Questo protocollo fornisce un metodo semplice e affidabile per misurare automaticamente il diametro dei vasi retinici nei topi anestetizzati a causa di mutazioni genetiche o malattie retiniche. Il vantaggio principale di questa tecnica è che il programma MATLAB scritto su misura è pratico, facile da usare, comodo e affidabile. Le variazioni del diametro dei vasi retinici si verificano comunemente in malattie degenerative come la RP e altre condizioni vascolari retiniche.
I modelli murini offrono informazioni sull'efficacia del trattamento e sul loro impatto sui vasi retinici. Il metodo può essere potenzialmente utile come marcatori clinici quantificabili a seguito della progressione dei disturbi vascolari nell'occhio e per il monitoraggio di potenziali trattamenti. Per iniziare, preparare una siringa con soluzione di lavoro alla fluoresceina e somministrarla per via intraperitoneale all'animale anestetizzato e applicare una goccia di gel di metilcellulosa al 2% sulla superficie corneale.
Quindi posizionare l'animale sul tavolino di posizionamento del sistema di imaging. Posizionare l'obiettivo della fotocamera del fondo oculare per l'imaging retinico in modo che tocchi direttamente e delicatamente la cornea del topo e regolare leggermente l'allineamento per posizionare la testa del nervo ottico al centro del campo visivo.

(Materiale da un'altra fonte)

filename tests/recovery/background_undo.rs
use crate::common::logger::init_test_logger;
use crate::common::tempdb::{db_with_pages, test_db_config};
use ferrite_aries::common::db_instance::DBInstance;
use ferrite_aries::concurrency::lock_manager::{LockMode, ResourceName};
use ferrite_aries::concurrency::transaction::TransactionStatus;
use std::sync::atomic::{AtomicBool, Ordering};
use std::sync::Arc;
use std::thread;
use std::time::Duration;

#[test]
fn new_writer_waits_for_undo_of_locked_page() {
    init_test_logger();
    let (db, _, pages) = db_with_pages(test_db_config(true), 2);
    let (pending_page, free_page) = (pages[0], pages[1]);

    let loser = db.begin_transaction();
    let loser_id = loser.get_transaction_id();
    db.write(&loser, pending_page, 0, &[7, 7]).unwrap();
    db.get_log_manager().flush_all().unwrap();
    let disk = db.crash();

    let (db, pending) = DBInstance::open(test_db_config(true), disk).unwrap();
    let db = Arc::new(db);
    assert_eq!(
        db.get_lock_manager()
            .get_lock_mode(loser_id, &ResourceName::Page(pending_page)),
        Some(LockMode::Exclusive)
    );

    // Pages untouched by the crashed transaction are available right away.
    let early = db.begin_transaction();
    db.write(&early, free_page, 0, &[1]).unwrap();
    db.commit(&early).unwrap();

    let written = Arc::new(AtomicBool::new(false));
    let writer = {
        let db = Arc::clone(&db);
        let written = Arc::clone(&written);
        thread::spawn(move || {
            let txn = db.begin_transaction();
            db.write(&txn, pending_page, 1, &[5]).unwrap();
            written.store(true, Ordering::SeqCst);
            db.commit(&txn).unwrap();
        })
    };

    thread::sleep(Duration::from_millis(100));
    assert!(!written.load(Ordering::SeqCst));

    pending.spawn().join().unwrap().unwrap();
    writer.join().unwrap();
    assert!(written.load(Ordering::SeqCst));

    let reader = db.begin_transaction();
    assert_eq!(db.read(&reader, pending_page, 0, 2).unwrap(), vec![0, 5]);
    assert_eq!(db.read(&reader, free_page, 0, 1).unwrap(), vec![1]);
}

#[test]
fn restart_reacquires_locks_for_recovering_transactions() {
    init_test_logger();
    let (db, part_id, pages) = db_with_pages(test_db_config(false), 1);

    let loser = db.begin_transaction();
    let loser_id = loser.get_transaction_id();
    db.write(&loser, pages[0], 0, &[1]).unwrap();
    db.get_log_manager().flush_all().unwrap();
    let disk = db.crash();

    let (db, pending) = DBInstance::open(test_db_config(false), disk).unwrap();
    let requests = db.get_lock_manager().get_lock_requests();
    let page = ResourceName::Page(pages[0]);
    assert!(requests.contains(&format!("request {} IX(database)", loser_id)));
    assert!(requests.contains(&format!("request {} IX(database/{})", loser_id, part_id)));
    assert!(requests.contains(&format!("request {} X({})", loser_id, page)));

    let recovering = db
        .get_recovery_manager()
        .get_transaction_table()
        .get_transaction(loser_id)
        .unwrap();
    assert_eq!(recovering.get_status(), TransactionStatus::RecoveryAborting);

    pending.run().unwrap();
    assert_eq!(recovering.get_status(), TransactionStatus::Complete);
    assert!(db.get_lock_manager().get_locks_held(loser_id).is_empty());
}
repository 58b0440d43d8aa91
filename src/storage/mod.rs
pub mod disk;
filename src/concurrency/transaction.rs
use crate::common::config::TxnId;
use crate::concurrency::lock_manager::LockManager;
use bincode::{Decode, Encode};
use log::debug;
use parking_lot::RwLock;
use std::fmt;
use std::sync::atomic::{AtomicBool, Ordering};
use std::sync::Arc;

/// Transaction status as tracked by the recovery manager.
#[derive(Debug, Clone, Copy, PartialEq, Eq, Hash, Encode, Decode)]
pub enum TransactionStatus {
    Running,
    Committing,
    Aborting,
    RecoveryAborting,
    Complete,
}

impl TransactionStatus {
    /// Position of the status in a transaction's lifecycle. A transaction only
    /// ever moves to a status of equal or higher progress.
    pub fn progress(self) -> u8 {
        match self {
            TransactionStatus::Running => 0,
            TransactionStatus::Committing
            | TransactionStatus::Aborting
            | TransactionStatus::RecoveryAborting => 1,
            TransactionStatus::Complete => 2,
        }
    }
}

impl fmt::Display for TransactionStatus {
    fn fmt(&self, f: &mut fmt::Formatter<'_>) -> fmt::Result {
        let name = match self {
            TransactionStatus::Running => "RUNNING",
            TransactionStatus::Committing => "COMMITTING",
            TransactionStatus::Aborting => "ABORTING",
            TransactionStatus::RecoveryAborting => "RECOVERY_ABORTING",
            TransactionStatus::Complete => "COMPLETE",
        };
        write!(f, "{}", name)
    }
}

/// A transaction shared between the transaction table and its callers.
pub struct Transaction {
    txn_id: TxnId,
    status: RwLock<TransactionStatus>,
    lock_manager: Arc<LockManager>,
    cleaned_up: AtomicBool,
}

impl Transaction {
    /// Creates a new running transaction.
    ///
    /// # Parameters
    /// - `txn_id`: The transaction number.
    /// - `lock_manager`: Lock manager whose locks are released on cleanup.
    ///
    /// # Returns
    /// A new `Transaction` in the `Running` status.
    pub fn new(txn_id: TxnId, lock_manager: Arc<LockManager>) -> Self {
        Self {
            txn_id,
            status: RwLock::new(TransactionStatus::Running),
            lock_manager,
            cleaned_up: AtomicBool::new(false),
        }
    }

    pub fn get_transaction_id(&self) -> TxnId {
        self.txn_id
    }

    pub fn get_status(&self) -> TransactionStatus {
        *self.status.read()
    }

    pub fn set_status(&self, status: TransactionStatus) {
        *self.status.write() = status;
    }

    /// Releases every resource the transaction holds. Only the first call has
    /// an effect.
    pub fn cleanup(&self) {
        if self.cleaned_up.swap(true, Ordering::SeqCst) {
            return;
        }
        self.lock_manager.release_all(self.txn_id);
        debug!("Cleaned up txn {}", self.txn_id);
    }

    pub fn is_cleaned_up(&self) -> bool {
        self.cleaned_up.load(Ordering::SeqCst)
    }
}

impl fmt::Debug for Transaction {
    fn fmt(&self, f: &mut fmt::Formatter<'_>) -> fmt::Result {
        f.debug_struct("Transaction")
            .field("txn_id", &self.txn_id)
            .field("status", &self.get_status())
            .field("cleaned_up", &self.is_cleaned_up())
            .finish()
    }
}
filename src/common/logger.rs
use std::sync::Once;

use env_logger::Builder;
use log::LevelFilter;

static INIT: Once = Once::new();

pub fn initialize_logger() {
    // Use call_once_force to recover if an earlier initialization attempt panicked.
    INIT.call_once_force(|_| {
        let mut builder = Builder::new();

        builder
            .filter_level(LevelFilter::Info)
            .filter_module("ferrite_aries", LevelFilter::Info)
            .filter_module("ferrite_aries::buffer", LevelFilter::Info)
            .filter_module("ferrite_aries::storage", LevelFilter::Warn)
            .filter_module("ferrite_aries::concurrency", LevelFilter::Info)
            .filter_module("ferrite_aries::recovery", LevelFilter::Info)
            .format_timestamp_millis()
            .parse_default_env();

        // Avoid panicking if the logger was already initialized elsewhere.
        let _ = builder.try_init();
    });
}
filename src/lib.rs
/*!
 * # quizparse - quiz transcript to JSON converter
 *
 * A Rust library for turning the text of trivia-contest PDFs into a structured
 * JSON document of rounds, players, questions, answers, accepted alternatives
 * and per-language translations.
 *
 * ## Features
 *
 * - Line-oriented transcript parser that never fails on unexpected input
 * - `ROUND`/`PLAYER`/`QUESTION` headers with word (`THREE`) or digit (`3`) numbers
 * - `ANS:` lines with `(accept ...)` and `... or ...` alternates
 * - Translations for a fixed set of languages
 * - PDF text extraction and batch conversion with a summary index
 *
 * ## Architecture
 *
 * The library is organized in these main modules:
 * - `quiz_parser`: The transcript state machine and document model
 * - `language_utils`: Recognised translation languages
 * - `pdf_extractor`: PDF to text extraction
 * - `file_utils`: File system operations
 * - `quiz_index`: Batch summary index
 * - `app_config`: Configuration management
 * - `app_controller`: Single-file and batch conversion workflows
 * - `errors`: Custom error types for the application
 *
 * ## License
 *
 * This project is licensed under the MIT License
 */

// Global lints configuration
// These lints will be allowed but not auto-fixed
#![allow(clippy::uninlined_format_args)]
#![allow(clippy::redundant_closure_for_method_calls)]

// Public modules
pub mod app_config;
pub mod file_utils;
pub mod quiz_parser;
pub mod quiz_index;
pub mod pdf_extractor;
pub mod app_controller;
pub mod language_utils;
pub mod errors;

// Re-export main types for easier usage
pub use app_config::Config;
pub use quiz_parser::{parse_transcript, Player, Question, QuizDocument, QuizMetadata, QuizParser, Round};
pub use language_utils::TranslationLanguage;
pub use errors::ExtractionError;
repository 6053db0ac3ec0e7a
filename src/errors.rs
/*!
 * Error types for the quizparse application.
 *
 * The transcript parser itself never fails. PDF extraction reports its
 * failures through `ExtractionError`; file system and JSON errors in the
 * workflows are carried as `anyhow::Error` with context.
 */

use std::path::PathBuf;
use thiserror::Error;

/// Errors that can occur while pulling text out of a PDF
#[derive(Error, Debug)]
pub enum ExtractionError {
    /// The PDF file could not be read from disk
    #[error("Failed to read PDF {path:?}: {message}")]
    ReadFailed {
        /// Path of the PDF
        path: PathBuf,
        /// Underlying I/O error
        message: String,
    },

    /// The PDF library could not decode the document
    #[error("Failed to extract text from PDF {path:?}: {message}")]
    DecodeFailed {
        /// Path of the PDF
        path: PathBuf,
        /// Error reported by the PDF library
        message: String,
    },
}
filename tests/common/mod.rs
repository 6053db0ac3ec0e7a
/*!
 * Common test utilities for the quizparse test suite
 */

use std::path::{Path, PathBuf};
use std::fs;
use anyhow::Result;
use chrono::NaiveDate;
use tempfile::TempDir;
use quizparse::QuizParser;

/// Creates a temporary directory for test files
pub fn create_temp_dir() -> Result<TempDir> {
    Ok(TempDir::new()?)
}

/// Creates a test file with the given content in the specified directory
pub fn create_test_file(dir: &Path, filename: &str, content: &str) -> Result<PathBuf> {
    let file_path = dir.join(filename);
    fs::write(&file_path, content)?;
    Ok(file_path)
}

/// Installs a test logger so parser debug output shows up with --nocapture
pub fn init_logging() {
    let _ = env_logger::builder().is_test(true).try_init();
}

/// Date stamped on documents by `test_parser`
pub fn test_date() -> NaiveDate {
    NaiveDate::from_ymd_opt(2024, 3, 9).unwrap()
}

/// Parser with a fixed conversion date
pub fn test_parser() -> QuizParser {
    QuizParser::with_date(test_date())
}

/// A two-round transcript in the shape produced by PDF extraction
pub const SAMPLE_TRANSCRIPT: &str = "\
INTERNATIONAL QUIZ CHAMPIONSHIP
ROUND ONE
PLAYER ONE
QUESTION ONE
What is the capital of France?
ANS: Paris (accept Paris, France)
French: Quelle est la capitale de la France?
German: Was ist die Hauptstadt von Frankreich?
QUESTION TWO
Which city hosted the
1964 Summer Olympics?
ANS: Tokyo or Kyoto
PLAYER TWO
QUESTION ONE
Who painted the Mona Lisa?
ANS: Leonardo da Vinci
ROUND TWO
PLAYER ONE
QUESTION ONE
TIEBREAKER
How many strings does a standard violin have?
ANS: Four
Danish: accept fire
";

/// Absolute path to a file under tests/resources
pub fn test_resource_path(relative_path: &str) -> PathBuf {
    let mut path = PathBuf::from(env!("CARGO_MANIFEST_DIR"));
    path.push("tests");
    path.push("resources");
    path.push(relative_path);
    path
}

/// Creates the sample transcript as a text file
pub fn create_sample_transcript(dir: &Path, filename: &str) -> Result<PathBuf> {
    create_test_file(dir, filename, SAMPLE_TRANSCRIPT)
}
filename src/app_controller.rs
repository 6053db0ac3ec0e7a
use anyhow::{anyhow, Context, Result};
use indicatif::{ProgressBar, ProgressStyle};
use log::{debug, error, info, warn};
use std::path::{Path, PathBuf};

use crate::app_config::Config;
use crate::file_utils::{FileManager, FileType};
use crate::pdf_extractor;
use crate::quiz_index::{QuizIndex, QuizIndexEntry};
use crate::quiz_parser::{QuizDocument, QuizParser};

// @module: Application controller for quiz conversion

/// Options for converting a single file
#[derive(Debug, Clone, Default)]
pub struct ConvertOptions {
    /// Output JSON path; defaults to the input path with a `.json` extension
    pub output: Option<PathBuf>,

    /// Quiz title; defaults to the input file stem
    pub title: Option<String>,

    /// Source name; defaults to the input file name
    pub source: Option<String>,

    /// Overwrite an existing output file
    pub force_overwrite: bool,
}

/// Outcome of one successful conversion
#[derive(Debug, Clone, PartialEq, Eq)]
pub struct ConversionSummary {
    pub title: String,
    pub source: String,
    pub output_path: PathBuf,
    pub rounds: usize,
    pub questions: usize,
}

impl ConversionSummary {
    fn new(document: &QuizDocument, output_path: PathBuf) -> Self {
        ConversionSummary {
            title: document.metadata.title.clone(),
            source: document.metadata.source.clone(),
            output_path,
            rounds: document.metadata.rounds,
            questions: document.total_questions(),
        }
    }
}

/// Outcome of a batch conversion
#[derive(Debug, Default)]
pub struct BatchReport {
    /// Files converted, in processing order
    pub converted: Vec<ConversionSummary>,

    /// Files that failed, with the reason
    pub failed: Vec<(PathBuf, String)>,

    /// Files left alone because their JSON already existed
    pub skipped: usize,

    /// Where the index was written, if anything was converted
    pub index_path: Option<PathBuf>,
}

/// Main application controller for quiz conversion
pub struct Controller {
    // @field: App configuration
    config: Config,

    // @field: Transcript parser
    parser: QuizParser,
}

impl Controller {
    // @method: Create a new controller with the given configuration
    pub fn with_config(config: Config) -> Result<Self> {
        config.validate().context("Configuration validation failed")?;

        Ok(Self {
            config,
            parser: QuizParser::new(),
        })
    }

    /// Replace the parser, e.g. to pin the conversion date
    pub fn with_parser(mut self, parser: QuizParser) -> Self {
        self.parser = parser;
        self
    }

    pub fn config(&self) -> &Config {
        &self.config
    }

    /// Get the transcript text of a PDF or a text file
    pub fn load_transcript(&self, input_file: &Path) -> Result<String> {
        match FileManager::detect_file_type(input_file)? {
            FileType::Pdf => {
                debug!("Extracting text from PDF {:?}", input_file);
                Ok(pdf_extractor::extract_text(input_file)?)
            }
            FileType::Text => FileManager::read_to_string(input_file),
            FileType::Unknown => Err(anyhow!("Unsupported input file: {:?}", input_file)),
        }
    }

    /// Parse an input file into a document with title and source filled in
    pub fn convert_document(&self, input_file: &Path, title: Option<&str>, source: Option<&str>) -> Result<QuizDocument> {
        let text = self.load_transcript(input_file)?;

        let mut document = self.parser.parse(&text);
        document.metadata.title = title
            .map(str::to_string)
            .unwrap_or_else(|| FileManager::file_stem(input_file));
        document.metadata.source = source
            .map(str::to_string)
            .unwrap_or_else(|| FileManager::file_name(input_file));

        Ok(document)
    }

    /// Convert one input file to JSON
    ///
    /// Returns `None` when the output already exists and overwriting was not requested.
    pub fn run(&self, input_file: &Path, options: &ConvertOptions) -> Result<Option<ConversionSummary>> {
        let start_time = std::time::Instant::now();

        if !FileManager::file_exists(input_file) {
            return Err(anyhow!("Input file does not exist: {:?}", input_file));
        }

        let output_path = options
            .output
            .clone()
            .unwrap_or_else(|| input_file.with_extension("json"));

        if output_path.exists() && !options.force_overwrite {
            warn!("Skipping file, output already exists (use -f to force overwrite): {:?}", output_path);
            return Ok(None);
        }

        info!("Converting {:?}", input_file);
        let document = self.convert_document(input_file, options.title.as_deref(), options.source.as_deref())?;
        self.write_document(&document, &output_path)?;

        let summary = ConversionSummary::new(&document, output_path);
        info!("Success: {}", summary.output_path.display());
        info!("Total rounds: {}", summary.rounds);
        info!("Total questions: {}", summary.questions);
        debug!("Conversion took {}", Self::format_duration(start_time.elapsed()));

        Ok(Some(summary))
    }

    /// Convert every PDF directly inside `input_dir` and write the quiz index
    ///
    /// A failure on one file is logged and recorded; the remaining files are
    /// still converted.
    pub fn run_folder(&self, input_dir: &Path, output_dir: &Path, index_path: &Path) -> Result<BatchReport> {
        let start_time = std::time::Instant::now();

        if !FileManager::dir_exists(input_dir) {
            return Err(anyhow!("Input directory does not exist: {:?}", input_dir));
        }

        FileManager::ensure_dir(output_dir)?;

        let pdf_files = FileManager::find_files(input_dir, "pdf")?;
        let mut report = BatchReport::default();

        if pdf_files.is_empty() {
            warn!("No PDF files found in {:?}", input_dir);
            return Ok(report);
        }

        info!("Found {} PDF file(s)", pdf_files.len());

        let progress_bar = ProgressBar::new(pdf_files.len() as u64);
        let style = ProgressStyle::default_bar()
            .template("{spinner:.green} [{elapsed_precise}] [{bar:40.cyan/blue}] {pos}/{len} files ({percent}%) {msg}")
            .unwrap_or_else(|_| ProgressStyle::default_bar());
        progress_bar.set_style(style.progress_chars("█▓▒░"));

        let mut index = QuizIndex::new();

        for pdf_file in &pdf_files {
            let file_name = FileManager::file_name(pdf_file);
            progress_bar.set_message(file_name.clone());

            let output_path = FileManager::generate_output_path(pdf_file, output_dir, "json");
            if self.config.skip_existing && output_path.exists() {
                debug!("Skipping {}, {:?} already exists", file_name, output_path);
                report.skipped += 1;
                progress_bar.inc(1);
                continue;
            }

            match self.convert_pdf(pdf_file, &output_path) {
                Ok(document) => {
                    let summary = ConversionSummary::new(&document, output_path.clone());
                    progress_bar.suspend(|| {
                        info!("Saved {} ({} rounds, {} questions)", output_path.display(), summary.rounds, summary.questions);
                    });
                    index.push(QuizIndexEntry::from_document(&document, &output_path, &self.config.index_url_prefix));
                    report.converted.push(summary);
                }
                Err(e) => {
                    progress_bar.suspend(|| error!("Error processing {}: {:#}", file_name, e));
                    report.failed.push((pdf_file.clone(), format!("{:#}", e)));
                }
            }

            progress_bar.inc(1);
        }

        progress_bar.finish_and_clear();

        if !index.is_empty() {
            index.write_to_file(index_path)?;
            info!("Quiz index created: {}", index_path.display());
            report.index_path = Some(index_path.to_path_buf());
        }

        info!("Total quizzes: {}", index.len());
        info!("Successful: {}", report.converted.len());
        info!("Failed: {}", report.failed.len());
        if report.skipped > 0 {
            info!("Skipped: {}", report.skipped);
        }
        info!("Finished in {}", Self::format_duration(start_time.elapsed()));

        Ok(report)
    }

    fn convert_pdf(&self, pdf_file: &Path, output_path: &Path) -> Result<QuizDocument> {
        let text = pdf_extractor::extract_text(pdf_file)?;

        let mut document = self.parser.parse(&text);
        document.metadata.title = FileManager::file_stem(pdf_file);
        document.metadata.source = FileManager::file_name(pdf_file);

        self.write_document(&document, output_path)?;
        Ok(document)
    }

    fn write_document(&self, document: &QuizDocument, output_path: &Path) -> Result<()> {
        let json = document
            .to_json(self.config.pretty_json)
            .context("Failed to serialize quiz document")?;
        FileManager::write_to_file(output_path, &json)
            .with_context(|| format!("Error writing output file: {:?}", output_path))
    }

    // Format duration in a human-readable format (HH:MM:SS)
    fn format_duration(duration: std::time::Duration) -> String {
        let total_seconds = duration.as_secs();
        let hours = total_seconds / 3600;
        let minutes = (total_seconds % 3600) / 60;
        let seconds = total_seconds % 60;

        if hours > 0 {
            format!("{}h {}m {}s", hours, minutes, seconds)
        } else if minutes > 0 {
            format!("{}m {}s", minutes, seconds)
        } else {
            format!("{}.{:03}s", seconds, duration.subsec_millis())
        }
    }
}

Quindi passa al canale di fluorescenza verde sulla fundus camera e concentrati sui vasi retinici per scattare le immagini.
Acquisire immagini nei punti temporali desiderati dopo l'iniezione di fluoresceina per determinare il punto temporale ideale e visualizzare l'immagine del fondo oculare della fluoresceina. Innanzitutto, apri il programma MATLAB. Quindi scarica e salva il diametro del fondo oculare.
codice m. Quindi, apri la cartella di analisi dell'immagine del fondo oculare e trascina e rilascia il diametro del fondo oculare. m nella cartella di analisi.
Trascina e rilascia un'immagine FFA nella cartella di analisi delle immagini. Nel programma MATLAB, fare clic due volte sul file di codice per attivarlo. Seleziona l'opzione Esegui.
Apparirà un menu a comparsa per selezionare l'immagine. Selezionare l'immagine e sullo schermo verrà visualizzato un menu a comparsa per i parametri di analisi. Impostare i parametri di analisi nel menu contestuale e premere OK. Selezionare il centro del disco ottico, quindi selezionare il bordo del disco ottico.
L'analisi verrà eseguita in background e i risultati dell'analisi appariranno sullo schermo. La tabella contiene i valori della media, della deviazione standard e dell'errore standard per ogni recipiente. Salva la tabella.
E poi salva la cifra con lo spessore medio impostato. Aprite la cartella di analisi con i file salvati, quindi aprite la figura salvata. Apri la tabella salvata, copia i valori e incollali in un file Excel.
Dopo l'iniezione di fluoresceina, sono state ottenute immagini da un topo di controllo e da un topo MITFMI-VGA9/mutante, per il quale è stata misurata la distanza più breve dal centro del disco ottico ai punti finali sui vasi in senso orario. Il diametro medio del vaso è stato ottenuto in funzione del numero di vasi per i topi wild type e mutanti. Le cose più importanti da ricordare sono il posizionamento della fundus camera e la centratura del disco ottico nell'immagine del fundus.
Oltre a questa tecnica, possono essere eseguite tecniche molecolari per esplorare nuovi farmaci, diagnosticare diverse condizioni vascolari nell'occhio e comprendere meglio il funzionamento della vascolarizzazione retinica.